When energy innovations catch public attention, they generally involve alternatives to fossil fuels: a wind turbine blade that is 290 feet long, or a station that can recharge an electric car in 30 minutes.

While there are impressive advances being made in renewable energy, reflected in the plunging costs of solar and wind power, there is also impressive progress in some of the processes for the extraction and use of fossil fuels.

The economic impact of refinements in the techniques of horizontal drilling and hydraulic fracturing, which made it possible to produce gas and then oil from shale reserves at commercially viable rates in the US and beyond, were arguably the most significant innovation of the past decade in any industry, not just energy.

And even as US shale producers have struggled to stay financially afloat following the slump in oil prices, they have cut their costs by 30-40 per cent just in the past two years, according to Wood Mackenzie, the research company.

Some of that cost reduction is likely to prove only temporary, because it comes from production companies driving down the rates they pay their contractors. The precipitous decline in oil and gas drilling activity in the US, with the number of active rigs dropping by 77 per cent since October 2014, has made it possible for operators to cut contractors’ margins to the bone, but that will not be true forever.

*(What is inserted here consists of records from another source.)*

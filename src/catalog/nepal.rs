use crate::construction;

use super::{FlagColors, FlagDefinition, FlagShape, StepDescription, StepKind};

const STEPS: [StepDescription; 24] = [
    StepDescription::new(1, "Draw line AB from left to right", StepKind::Line, 2),
    StepDescription::new(2, "Draw AC perpendicular to AB, AC = AB + 1/3 AB", StepKind::Line, 2),
    StepDescription::new(3, "Mark D on AC where AD = AB, join B and D", StepKind::Line, 2),
    StepDescription::new(4, "From BD mark off E making BE equal to AB", StepKind::Point, 1),
    StepDescription::new(5, "Draw line FG parallel to AB, FG = AB", StepKind::Line, 2),
    StepDescription::new(6, "Mark AH = 1/4 AB, draw HI parallel to AC", StepKind::Line, 2),
    StepDescription::new(7, "Bisect CF at J, draw JK parallel to AB", StepKind::Line, 2),
    StepDescription::new(8, "L is intersection of JK and HI", StepKind::Point, 1),
    StepDescription::new(9, "Join J and G", StepKind::Line, 1),
    StepDescription::new(10, "M is intersection of JG and HI", StepKind::Point, 1),
    StepDescription::new(11, "With centre M, mark N on HI", StepKind::Point, 1),
    StepDescription::new(12, "Draw line OM parallel to AB", StepKind::Line, 1),
    StepDescription::new(13, "Centre L, radius LN, draw semi-circle", StepKind::Arc, 2),
    StepDescription::new(14, "Centre M, radius MQ, draw semi-circle", StepKind::Arc, 2),
    StepDescription::new(15, "Centre N, radius NM, draw arc", StepKind::Arc, 2),
    StepDescription::new(16, "Centre T, radius TS, draw semi-circle", StepKind::Arc, 2),
    StepDescription::new(17, "Centre T, radius TM, draw arc", StepKind::Arc, 2),
    StepDescription::new(18, "Create 8 triangles for moon crescent", StepKind::Triangle, 3),
    StepDescription::new(19, "Bisect AF at U, draw UV parallel to AB", StepKind::Line, 2),
    StepDescription::new(20, "Centre W, radius MN, draw circle", StepKind::Circle, 2),
    StepDescription::new(21, "Centre W, radius LN, draw circle", StepKind::Circle, 2),
    StepDescription::new(22, "Create 12 triangles for sun rays", StepKind::Triangle, 3),
    StepDescription::new(23, "Add deep blue border, width = TN", StepKind::Custom, 2),
    StepDescription::new(24, "Complete flag construction", StepKind::Custom, 2),
];

/// The national flag of Nepal, the only non-rectangular national flag.
pub const NEPAL: FlagDefinition = FlagDefinition {
    id: "nepal",
    name: "National Flag of Nepal",
    country: "Nepal",
    shape: FlagShape::Pennon,
    official_source: "Constitution of Nepal, Schedule-1 (Relating to clause (2) of Article 8)",
    adopted_date: Some("1962-12-16"),
    colors: FlagColors {
        primary: "#DC143C",
        secondary: "#FFFFFF",
        border: Some("#003893"),
    },
    construction_steps: &STEPS,
    build: construction::build,
    build_up_to: construction::build_up_to_step,
};
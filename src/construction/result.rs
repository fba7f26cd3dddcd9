use serde::Serialize;

use crate::error::Result;
use crate::math::Point2;

use super::decoration::{Decoration, DecorationKind};
use super::record::ConstructionRecord;
use super::steps::HEIGHT_RATIO;

/// Overall flag dimensions in construction units.
#[derive(Debug, Clone, Copy, PartialEq, Serialize)]
pub struct Dimensions {
    pub width: f64,
    pub height: f64,
}

impl Dimensions {
    /// Dimensions of a flag whose baseline AB has length `unit`.
    #[must_use]
    pub fn for_unit(unit: f64) -> Self {
        Self {
            width: unit,
            height: unit * HEIGHT_RATIO,
        }
    }
}

/// Output of one engine build.
#[derive(Debug, Clone, PartialEq, Serialize)]
pub struct GeometryResult {
    /// Flag silhouette as an ordered polygon.
    pub outline: Vec<Point2>,
    pub decorations: Vec<Decoration>,
    pub dimensions: Dimensions,
    /// Records of every executed step, in execution order.
    pub construction_lines: Vec<ConstructionRecord>,
}

impl GeometryResult {
    /// The moon decoration, if eligible.
    #[must_use]
    pub fn moon(&self) -> Option<&Decoration> {
        self.decorations
            .iter()
            .find(|d| matches!(d.kind, DecorationKind::Moon(_)))
    }

    /// The sun decoration, if eligible.
    #[must_use]
    pub fn sun(&self) -> Option<&Decoration> {
        self.decorations
            .iter()
            .find(|d| matches!(d.kind, DecorationKind::Sun(_)))
    }

    /// Serializes the result as pretty-printed JSON for an external renderer.
    ///
    /// # Errors
    ///
    /// Returns an error if serialization fails. Non-finite coordinates are
    /// written as `null`.
    pub fn to_json(&self) -> Result<String> {
        Ok(serde_json::to_string_pretty(self)?)
    }
}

Some of the cost savings, however, have been the result of genuine improvements in efficiency rather than the short-term financial distress of suppliers, such as cutting the number of days needed to drill a well.

The first rigs that have been taken out of service were the older, less efficient ones, and the newer generations that are still running are typically faster and cheaper to run.

Schramm, a rig manufacturer based in Pennsylvania, says its latest rigs are “highly mobile”, reducing the time needed to set them up and take them down between jobs and offering new ways to run drilling operations.

“It’s a manufacturing approach,” says Mike Dynan, Schramm’s vice-president of strategy. “You want the most efficient tool for the job, and you don’t need to be using the most expensive rig to drill the whole well bore.”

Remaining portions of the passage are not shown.